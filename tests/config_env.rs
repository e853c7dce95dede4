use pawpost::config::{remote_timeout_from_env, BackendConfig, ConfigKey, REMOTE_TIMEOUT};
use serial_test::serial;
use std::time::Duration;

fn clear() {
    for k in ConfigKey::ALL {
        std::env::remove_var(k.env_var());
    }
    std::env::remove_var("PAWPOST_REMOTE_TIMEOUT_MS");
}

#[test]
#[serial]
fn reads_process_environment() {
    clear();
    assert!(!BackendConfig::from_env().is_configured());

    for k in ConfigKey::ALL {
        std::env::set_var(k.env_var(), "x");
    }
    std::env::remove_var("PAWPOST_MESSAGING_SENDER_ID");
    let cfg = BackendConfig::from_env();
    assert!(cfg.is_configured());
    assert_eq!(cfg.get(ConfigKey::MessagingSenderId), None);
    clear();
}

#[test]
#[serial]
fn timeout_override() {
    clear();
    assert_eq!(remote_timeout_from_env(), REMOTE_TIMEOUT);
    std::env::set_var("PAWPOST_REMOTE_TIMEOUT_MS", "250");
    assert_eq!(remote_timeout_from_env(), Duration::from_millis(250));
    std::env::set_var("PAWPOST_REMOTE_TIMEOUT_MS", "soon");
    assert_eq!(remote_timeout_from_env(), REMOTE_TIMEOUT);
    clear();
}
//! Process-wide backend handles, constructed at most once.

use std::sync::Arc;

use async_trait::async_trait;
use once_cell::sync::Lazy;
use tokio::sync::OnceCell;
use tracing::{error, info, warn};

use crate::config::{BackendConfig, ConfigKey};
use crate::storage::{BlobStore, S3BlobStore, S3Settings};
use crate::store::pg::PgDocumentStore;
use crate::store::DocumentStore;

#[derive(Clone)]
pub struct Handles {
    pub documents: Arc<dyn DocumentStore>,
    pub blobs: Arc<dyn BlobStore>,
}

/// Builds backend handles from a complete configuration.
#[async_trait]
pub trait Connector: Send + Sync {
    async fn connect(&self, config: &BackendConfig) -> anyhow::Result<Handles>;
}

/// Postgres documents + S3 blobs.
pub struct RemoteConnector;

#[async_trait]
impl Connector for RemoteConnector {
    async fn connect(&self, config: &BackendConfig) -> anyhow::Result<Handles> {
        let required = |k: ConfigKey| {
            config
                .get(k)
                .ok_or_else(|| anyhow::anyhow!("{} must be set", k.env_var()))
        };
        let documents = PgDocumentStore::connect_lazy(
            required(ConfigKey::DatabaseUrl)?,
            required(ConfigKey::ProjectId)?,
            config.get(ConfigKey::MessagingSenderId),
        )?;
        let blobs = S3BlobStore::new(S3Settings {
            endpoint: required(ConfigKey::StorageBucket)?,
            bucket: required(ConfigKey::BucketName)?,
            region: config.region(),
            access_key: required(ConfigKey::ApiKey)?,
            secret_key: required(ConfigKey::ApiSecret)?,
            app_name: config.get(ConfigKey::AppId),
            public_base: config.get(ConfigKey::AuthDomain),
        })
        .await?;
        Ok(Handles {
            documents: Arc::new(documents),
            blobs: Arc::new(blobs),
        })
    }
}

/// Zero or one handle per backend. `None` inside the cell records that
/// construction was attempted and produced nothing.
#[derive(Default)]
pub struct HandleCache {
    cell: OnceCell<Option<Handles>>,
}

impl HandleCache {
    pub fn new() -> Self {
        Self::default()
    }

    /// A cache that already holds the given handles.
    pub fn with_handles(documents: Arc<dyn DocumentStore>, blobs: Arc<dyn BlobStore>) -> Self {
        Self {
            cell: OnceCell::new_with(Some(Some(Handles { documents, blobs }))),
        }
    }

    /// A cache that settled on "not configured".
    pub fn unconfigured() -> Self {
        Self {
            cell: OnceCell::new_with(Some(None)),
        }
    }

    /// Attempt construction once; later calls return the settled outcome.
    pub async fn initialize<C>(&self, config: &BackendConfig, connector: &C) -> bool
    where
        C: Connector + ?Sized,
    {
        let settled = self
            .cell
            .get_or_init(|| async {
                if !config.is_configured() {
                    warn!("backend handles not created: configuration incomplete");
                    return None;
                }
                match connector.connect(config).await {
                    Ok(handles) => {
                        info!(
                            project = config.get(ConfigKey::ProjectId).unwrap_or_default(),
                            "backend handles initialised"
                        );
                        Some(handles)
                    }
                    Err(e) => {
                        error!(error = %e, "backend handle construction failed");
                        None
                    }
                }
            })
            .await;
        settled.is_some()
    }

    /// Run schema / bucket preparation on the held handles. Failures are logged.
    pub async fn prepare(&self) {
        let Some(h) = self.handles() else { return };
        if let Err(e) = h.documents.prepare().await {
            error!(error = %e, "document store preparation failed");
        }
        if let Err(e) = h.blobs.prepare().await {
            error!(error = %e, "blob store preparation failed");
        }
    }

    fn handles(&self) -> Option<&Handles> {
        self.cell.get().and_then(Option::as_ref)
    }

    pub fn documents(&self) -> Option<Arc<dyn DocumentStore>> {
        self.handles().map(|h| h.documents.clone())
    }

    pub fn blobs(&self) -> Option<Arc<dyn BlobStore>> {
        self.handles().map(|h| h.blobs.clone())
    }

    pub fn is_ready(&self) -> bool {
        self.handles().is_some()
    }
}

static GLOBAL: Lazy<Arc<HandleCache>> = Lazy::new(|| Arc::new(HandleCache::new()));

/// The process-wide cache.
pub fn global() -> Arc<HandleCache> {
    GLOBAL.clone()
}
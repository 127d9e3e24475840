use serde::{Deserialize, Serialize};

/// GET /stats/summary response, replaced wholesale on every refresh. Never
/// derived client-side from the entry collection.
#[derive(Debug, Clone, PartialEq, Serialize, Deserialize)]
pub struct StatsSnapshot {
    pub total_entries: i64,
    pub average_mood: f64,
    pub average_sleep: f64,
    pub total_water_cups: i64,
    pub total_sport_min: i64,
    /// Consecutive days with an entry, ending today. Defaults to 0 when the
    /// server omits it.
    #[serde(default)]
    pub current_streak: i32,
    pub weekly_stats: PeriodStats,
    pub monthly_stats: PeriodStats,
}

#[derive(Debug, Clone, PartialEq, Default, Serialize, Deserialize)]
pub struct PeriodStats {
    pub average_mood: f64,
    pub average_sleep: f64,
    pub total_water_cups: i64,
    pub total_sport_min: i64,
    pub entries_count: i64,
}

···

Task
Please transcribe, exactly and with nothing added, the lines from the first line of the material above through the line that contains "pub trait Connector: Send".

Result below
filename tests/config_env.rs
repository e853c7dce95dede4
use pawpost::config::{remote_timeout_from_env, BackendConfig, ConfigKey, REMOTE_TIMEOUT};
use serial_test::serial;
use std::time::Duration;

fn clear() {
    for k in ConfigKey::ALL {
        std::env::remove_var(k.env_var());
    }
    std::env::remove_var("PAWPOST_REMOTE_TIMEOUT_MS");
}

#[test]
#[serial]
fn reads_process_environment() {
    clear();
    assert!(!BackendConfig::from_env().is_configured());

    for k in ConfigKey::ALL {
        std::env::set_var(k.env_var(), "x");
    }
    std::env::remove_var("PAWPOST_MESSAGING_SENDER_ID");
    let cfg = BackendConfig::from_env();
    assert!(cfg.is_configured());
    assert_eq!(cfg.get(ConfigKey::MessagingSenderId), None);
    clear();
}

#[test]
#[serial]
fn timeout_override() {
    clear();
    assert_eq!(remote_timeout_from_env(), REMOTE_TIMEOUT);
    std::env::set_var("PAWPOST_REMOTE_TIMEOUT_MS", "250");
    assert_eq!(remote_timeout_from_env(), Duration::from_millis(250));
    std::env::set_var("PAWPOST_REMOTE_TIMEOUT_MS", "soon");
    assert_eq!(remote_timeout_from_env(), REMOTE_TIMEOUT);
    clear();
}
//! Process-wide backend handles, constructed at most once.

use std::sync::Arc;

use async_trait::async_trait;
use once_cell::sync::Lazy;
use tokio::sync::OnceCell;
use tracing::{error, info, warn};

use crate::config::{BackendConfig, ConfigKey};
use crate::storage::{BlobStore, S3BlobStore, S3Settings};
use crate::store::pg::PgDocumentStore;
use crate::store::DocumentStore;

#[derive(Clone)]
pub struct Handles {
    pub documents: Arc<dyn DocumentStore>,
    pub blobs: Arc<dyn BlobStore>,
}

/// Builds backend handles from a complete configuration.
#[async_trait]
pub trait Connector: Send + Sync {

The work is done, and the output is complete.